Rabboni !
Au matin du grand jour, prédit par le Seigneur,
Madeleine est venue à l’endroit du mystère
Où le tombeau du Christ a gardé la splendeur
Du Miracle de Vie en sa douce lumière.
Mais le sépulcre vide a fait frémir son cœur,
– « Où donc est le bon Maître ? Et je n’ai pu le suivre
Dans ce départ subit qui me donne frayeur. »
L’aurore en sa beauté n’a plus rien qui l’enivre.
En son âme angoissée, elle ne trouve pas
Où peut bien le porter l’aile de sa victoire,
Est-ce en pays conquis par son noble trépas
Où tous ces rayons d’aube enveloppent sa gloire ?
Elle va, pauvre femme, où la guide l’amour,
Pensive sur la route elle cherche la trace
De Celui qui fit d’elle, en un douloureux jour,
L’Amante idéaliste en lui donnant sa grâce.
Elle marche toujours, mais ne retrouve pas
Le tendre Bien-Aimé que son ardeur implore,
Sait-elle seulement où la mènent ses pas
Et si ses yeux pourront le réclamer encore ?

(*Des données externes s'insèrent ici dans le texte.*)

#[cfg(test)]
mod tests {

	use crate::gnss::gps_l1_ca::ephemeris::Ephemeris as GpsEphemeris;
	use crate::gnss::repository::NavDataRepository;
	use crate::gnss::synchro::{GnssSynchro, SignalType};

	use super::*;

	/// A spread of healthy MEO ephemerides giving usable geometry over the
	/// mid-latitude test site.
	fn constellation(n:usize) -> Vec<GpsEphemeris> {
		(0..n).map(|k| GpsEphemeris {
			week_number: 845, sv_health: 0, ura_index: 1, fit_interval: false,
			iodc: 10 + k as u16, iode: 10 + k as u8, t_gd: 1.0e-9 * (k as f64),
			t_oc: 345_600.0, a_f0: 1.0e-5 + 2.0e-6 * (k as f64), a_f1: 0.0, a_f2: 0.0,
			t_oe: 345_600.0, sqrt_a: 5153.7, dn: 0.0,
			m0: -0.9 + 0.35 * (k as f64),
			e: 0.003 + 0.001 * (k as f64),
			omega: 0.1 * (k as f64), omega0: -0.8 + 0.3 * (k as f64), omega_dot: 0.0,
			cus: 0.0, cuc: 0.0, crs: 0.0, crc: 0.0,
			cis: 0.0, cic: 0.0,
			i0: 0.30 + 0.01 * (k as f64), idot: 0.0,
		}).collect()
	}

	/// Synthesizes observables from a known receiver state so the solver
	/// can be checked against the truth it was built from.
	fn synthesize(truth:&Vector3<f64>, clock_bias_m:f64, t_rx:f64, ephs:&[GpsEphemeris], nav:&NavDataSnapshot)
			-> BTreeMap<usize, GnssSynchro> {
		let geo = kinematics::ecef_to_wgs84(truth[0], truth[1], truth[2]);
		let mut out = BTreeMap::new();
		for (ch, eph) in ephs.iter().enumerate() {
			let prn = ch + 1;
			let t_tx = t_rx - 0.072;
			let (x, y, z) = eph.pos_ecef(t_tx);
			let sv_pos = Vector3::new(x, y, z);
			let range = (sv_pos - truth).norm();
			let (_, el) = kinematics::az_el(geo.latitude, geo.longitude, sv_pos - truth);

			let clock = eph.sv_clock_correction(t_tx) - eph.t_gd;
			let tropo = atmosphere::saastamoinen_delay(el, geo.height_above_ellipsoid);
			let iono_s = nav.gps_iono.as_ref().map(|p| {
				let (az, _) = kinematics::az_el(geo.latitude, geo.longitude, sv_pos - truth);
				atmosphere::klobuchar_delay(p, az, el, geo.latitude, geo.longitude, t_tx)
			}).unwrap_or(0.0);

			let mut s = GnssSynchro::new(ch, prn, SignalType::GpsL1Ca);
			s.flag_valid_pseudorange = true;
			s.tow_at_current_symbol_s = t_tx;
			s.tow_hybrid_at_current_symbol_s = t_rx;
			s.pseudorange_m = range
				+ sagnac_correction_m(&sv_pos, truth)
				+ clock_bias_m
				+ tropo + iono_s * C
				- clock * C;
			out.insert(ch, s);
		}
		out
	}

	fn test_truth() -> (Vector3<f64>, PositionWGS84) {
		let geo = PositionWGS84 {
			latitude: 41.275_f64.to_radians(),
			longitude: 1.988_f64.to_radians(),
			height_above_ellipsoid: 100.0,
		};
		let (x, y, z) = kinematics::wgs84_to_ecef(&geo);
		(Vector3::new(x, y, z), geo)
	}

	#[test]
	fn recovers_synthesized_position_within_a_centimeter() {
		let repo = NavDataRepository::new();
		let ephs = constellation(6);
		for (k, eph) in ephs.iter().enumerate() {
			repo.write_gps_ephemeris(k + 1, *eph);
		}
		let nav = repo.snapshot();

		let (truth, _) = test_truth();
		let clock_bias_m = 8_500.0;
		let t_rx = 345_700.0;
		let observables = synthesize(&truth, clock_bias_m, t_rx, &ephs, &nav);

		let mut solver = PvtSolver::new(10, false);
		let fix = solver.solve(&observables, &nav, t_rx).unwrap();

		assert!((fix.pos_ecef - truth).norm() < 0.01, "error {} m", (fix.pos_ecef - truth).norm());
		assert!((fix.clock_bias_m - clock_bias_m).abs() < 0.01);
		assert_eq!(fix.n_observations, 6);
		assert!(fix.dop.hdop > 0.0 && fix.dop.hdop < 20.0);
		// The trace identity ties the DOPs together
		let lhs = fix.dop.gdop.powi(2);
		let rhs = fix.dop.hdop.powi(2) + fix.dop.vdop.powi(2) + fix.dop.tdop.powi(2);
		assert!((lhs - rhs).abs() < 1.0e-6);
	}

	#[test]
	fn three_satellites_is_no_fix() {
		let repo = NavDataRepository::new();
		let ephs = constellation(3);
		for (k, eph) in ephs.iter().enumerate() {
			repo.write_gps_ephemeris(k + 1, *eph);
		}
		let nav = repo.snapshot();
		let (truth, _) = test_truth();
		let observables = synthesize(&truth, 0.0, 345_700.0, &ephs, &nav);

		let mut solver = PvtSolver::new(10, false);
		assert!(matches!(solver.solve(&observables, &nav, 345_700.0), Err(NoFixReason::InsufficientObservables)));
	}

	#[test]
	fn missing_ephemeris_excludes_the_satellite_silently() {
		let repo = NavDataRepository::new();
		let ephs = constellation(5);
		// PRN 5's ephemeris never decoded
		for (k, eph) in ephs.iter().enumerate().take(4) {
			repo.write_gps_ephemeris(k + 1, *eph);
		}
		let nav = repo.snapshot();
		let (truth, _) = test_truth();
		let observables = synthesize(&truth, 1_000.0, 345_700.0, &ephs, &nav);

		let mut solver = PvtSolver::new(10, false);
		let fix = solver.solve(&observables, &nav, 345_700.0).unwrap();
		assert_eq!(fix.n_observations, 4);
		assert!((fix.pos_ecef - truth).norm() < 0.01);
	}

	#[test]
	fn averaging_smooths_over_the_depth() {
		let repo = NavDataRepository::new();
		let ephs = constellation(6);
		for (k, eph) in ephs.iter().enumerate() {
			repo.write_gps_ephemeris(k + 1, *eph);
		}
		let nav = repo.snapshot();
		let (truth, _) = test_truth();

		let mut solver = PvtSolver::new(4, true);
		let mut last = None;
		for epoch in 0..6 {
			let t_rx = 345_700.0 + epoch as f64;
			let observables = synthesize(&truth, 100.0, t_rx, &ephs, &nav);
			last = Some(solver.solve(&observables, &nav, t_rx).unwrap());
		}
		let fix = last.unwrap();
		assert!(fix.averaged);
		// Noise-free epochs all agree, so the mean stays on the truth
		assert!((fix.pos_ecef - truth).norm() < 0.01);
	}

	#[test]
	fn hybrid_fix_survives_losing_one_satellite() {
		use crate::gnss::galileo_e1::ephemeris::Ephemeris as GalEphemeris;

		let repo = NavDataRepository::new();
		let gps_ephs = constellation(3);
		for (k, eph) in gps_ephs.iter().enumerate() {
			repo.write_gps_ephemeris(k + 1, *eph);
		}
		let gal_ephs:Vec<GalEphemeris> = (0..3).map(|k| GalEphemeris {
			svid: (k + 1) as u8, iod_nav: 30 + k as u16, wn: 1042,
			t_oe: 345_600.0, sqrt_a: 5440.6, e: 2.0e-4,
			m0: 0.55 - 0.40 * (k as f64),
			dn: 0.0, omega: -0.2 * (k as f64),
			omega0: 0.5 + 0.3 * (k as f64), omega_dot: 0.0,
			i0: 0.31, idot: 0.0,
			cuc: 0.0, cus: 0.0, crc: 0.0, crs: 0.0, cic: 0.0, cis: 0.0,
			t_oc: 345_600.0, a_f0: -2.0e-5, a_f1: 0.0, a_f2: 0.0,
			sisa: 107, bgd_e1_e5b: 4.0e-9, e1b_hs: 0, e1b_dvs: false,
		}).collect();
		for (k, eph) in gal_ephs.iter().enumerate() {
			repo.write_galileo_ephemeris(k + 1, *eph);
		}
		let nav = repo.snapshot();

		let (truth, geo) = test_truth();
		let t_rx = 345_700.0;
		let mut observables = synthesize(&truth, 2_000.0, t_rx, &gps_ephs, &nav);
		for (k, eph) in gal_ephs.iter().enumerate() {
			let ch = 10 + k;
			let t_tx = t_rx - 0.072;
			let (x, y, z) = eph.pos_ecef(t_tx);
			let sv_pos = Vector3::new(x, y, z);
			let range = (sv_pos - truth).norm();
			let (_, el) = kinematics::az_el(geo.latitude, geo.longitude, sv_pos - truth);
			let clock = eph.sv_clock_correction(t_tx) - eph.bgd_e1_e5b;
			let tropo = atmosphere::saastamoinen_delay(el, geo.height_above_ellipsoid);

			let mut s = GnssSynchro::new(ch, k + 1, SignalType::GalileoE1B);
			s.flag_valid_pseudorange = true;
			s.tow_at_current_symbol_s = t_tx;
			s.tow_hybrid_at_current_symbol_s = t_rx;
			s.pseudorange_m = range
				+ sagnac_correction_m(&sv_pos, &truth)
				+ 2_000.0
				+ tropo
				- clock * C;
			observables.insert(ch, s);
		}

		let mut solver = PvtSolver::new(10, false);
		let full = solver.solve(&observables, &nav, t_rx).unwrap();
		assert_eq!(full.n_observations, 6);
		assert!((full.pos_ecef - truth).norm() < 0.01, "hybrid error {} m", (full.pos_ecef - truth).norm());

		// One GPS satellite drops out mid-run: still a fix, worse geometry
		observables.remove(&0);
		let degraded = solver.solve(&observables, &nav, t_rx).unwrap();
		assert_eq!(degraded.n_observations, 5);
		assert!((degraded.pos_ecef - truth).norm() < 0.01);
		// Removing an observation can only worsen the geometry
		assert!(degraded.dop.gdop >= full.dop.gdop);
	}

	#[test]
	fn unhealthy_satellite_is_dropped() {
		let repo = NavDataRepository::new();
		let mut ephs = constellation(5);
		ephs[2].sv_health = 0x3F;
		for (k, eph) in ephs.iter().enumerate() {
			repo.write_gps_ephemeris(k + 1, *eph);
		}
		let nav = repo.snapshot();
		let (truth, _) = test_truth();
		let observables = synthesize(&truth, 0.0, 345_700.0, &ephs, &nav);

		let mut solver = PvtSolver::new(10, false);
		let fix = solver.solve(&observables, &nav, 345_700.0).unwrap();
		assert_eq!(fix.n_observations, 4);
	}

}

« L’avez-vous vu ? dit-elle, aux passants du chemin.
Je le cherche partout ! Nulle voix qui réponde
Aux mots de ma détresse et je cherche une main
Pour me conduire à Lui qui m’est tout en ce monde.
« Dites-moi, bon jeune homme, avez-vous vu
Celui Vers qui vont mes soupirs dans ma douleur extrême ?
Il est grand ! Il est beau ! Sur son front le Ciel luit !
Que son puissant regard manque à celle qui l’aime !
Marie ! – Ô Maître ! Vous ! et dans son vif élan
Elle va pour toucher le Sauveur adorable.
– « Noli me tangere. » Faible comme un enfant,
Tombe aux divins genoux la sublime Coupable.
Et la Sainte immortelle, à l’amour débordant,
Qui venait de toucher de Jésus le cœur même,
Sentit vibrer son âme et renaître son sang
Au geste souverain de la Bonté suprême !
Westmount, Pâques 1928.
ATALA (Léonise Valois).
Recueilli dans : Atala, Fleurs tombées, Beauchemin, 1934.